Charles Miner, History of Wyoming, 1845
Mary Gaston, Antique Brass & Copper from Amazon.com or from Amazon UK
Gregg Smith, Beer in America: The Early Years--1587-1840, from Amazon
The English labourer, according to my experience, prefers to warm his supper ale with a red-hot poker.
Walter Johnson, Folk Memory, 1908
..those good old days when it was thought best to heat the poker red hot before plunging it into the mugs of flip. This heating of the poker has been disapproved of late years, but I do not know on what grounds; if one is to drink bitters and gins and the like....I do not know why one should not make them palatable and heat them with his own poker.
Charles Dudley Warner, Backlog Studies, 1872
Warming beer and mulling ale at the fireside - tin and copper mullers, hot pokers or flip-irons
In this photo* of a 1790s English kitchen are two different brass containers for warming beer. If you want to try spotting them yourself before reading on, look on the wall to the right of the fireplace and on the mantelshelf. Attractive copper antiques now - but once they were used for warming and mulling ale. Why was beer warmed? And how?
In England and other beer-drinking countries warm ale was a popular winter drink when heated on its own or mulled with spice and sugar. Many people also thought ale was healthier drunk warm. And then there was a fondness for sweetened warm ale with nutmeg. If you added a measure of rum or brandy the mixture was called flip, and was popular on both sides of the Atlantic in the 17th, 18th and 19th centuries.
...when I did always drink cold beer...I was very often troubled with exceeding pain in the head...also with stomach-ache, tooth-ache, cough, cold, and many other rheumatic diseases.. But since my drinking my beer (small or strong) actually as hot as blood, I have never been troubled with any of the former diseases, but have always continued in very good health constantly...
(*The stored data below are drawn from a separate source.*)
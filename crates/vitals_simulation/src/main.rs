//! Headless симуляция VITALS
//!
//! Player стоит в лаве, boss с двумя minions получает урон от выстрелов.
//! Печатает состояние каждые 60 тиков.

use bevy::prelude::*;
use vitals_simulation::events::HazardKind;
use vitals_simulation::player::{AttackKind, FireIntent};
use vitals_simulation::*;

const TICKS: usize = 900;

fn actor_config(name: &str, hp: f32) -> ActorConfig {
    ActorConfig {
        name: name.to_string(),
        health: HealthConfig {
            starting_hp: hp,
            invincible_after_hit: 0.5,
            ..default()
        },
        remove_after: Some(2.0),
        ..default()
    }
}

fn step(app: &mut App) {
    let timestep = app.world().resource::<Time<Fixed>>().timestep();
    app.world_mut().resource_mut::<Time<Fixed>>().advance_by(timestep);
    app.world_mut().run_schedule(FixedUpdate);
}

fn main() -> Result<(), ActorSetupError> {
    let seed = 42;
    println!("Starting VITALS headless simulation (seed: {})", seed);

    let mut app = create_headless_app(seed);
    let world = app.world_mut();

    let minion_a = spawn_actor(world, &actor_config("minion A", 30.0), ActorLinks::default())?;
    let minion_b = spawn_actor(world, &actor_config("minion B", 30.0), ActorLinks::default())?;
    let boss = spawn_actor(
        world,
        &actor_config("boss", 120.0),
        ActorLinks::default().kill_on_death([minion_a, minion_b]),
    )?;
    let player = spawn_player(
        world,
        &ActorConfig::from_json(r#"{ "name": "Player", "health": { "starting_hp": 100.0 } }"#)?,
        ActorLinks::default(),
        &ShooterConfig::default(),
    )?;

    world.resource::<EventChannel>().on_hazard_enter.invoke(&HazardKind::Lava);

    for tick in 0..TICKS {
        let world = app.world_mut();

        // Каждые 0.5 сек: выстрел игрока по боссу, лава по игроку
        if tick % 30 == 0 {
            world.send_event(FireIntent {
                shooter: player,
                attack: AttackKind::Ranged,
            });
            world.send_event(DamageRequest {
                target: boss,
                damage: 15.0,
                impulse: Vec3::ZERO,
            });
            world.send_event(DamageRequest {
                target: player,
                damage: 8.0,
                impulse: Vec3::new(0.0, 1.0, 0.0),
            });
        }

        step(&mut app);

        if tick % 60 == 0 {
            let world = app.world();
            let hp = |entity: Entity| world.get::<Health>(entity).map(Health::hp);
            println!(
                "Tick {}: player {:?}, boss {:?}, minions {:?}/{:?}, entities {}",
                tick,
                hp(player),
                hp(boss),
                hp(minion_a),
                hp(minion_b),
                world.entities().len()
            );
        }
    }

    println!("Simulation complete!");
    Ok(())
}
F.W., A Treatise of Warm Beer, 1641
In England, although mulled ale was popular, and there were recipes for flip in cookery books, it was sometimes seen as slightly disreputable, associated with boisterous sailors from the 17th century on.** 19th century writers also thought it suitable for the lower classes at Christmas. There doesn't seem to have been this feeling amongst settlers in America. Flip is mentioned in the memoirs of respectable New Englanders.
Flip, a sort of Sailor's Drink, made of Ale, Brandy, and Sugar.
Nathan Bailey, An universal etymological English dictionary, 1721
Connecticut, 1820s: The boys heated the flip-irons and passed around the cider and flip, while Aunt Esther and the daughters were as busy in serving the doughnuts, cake, and cheese.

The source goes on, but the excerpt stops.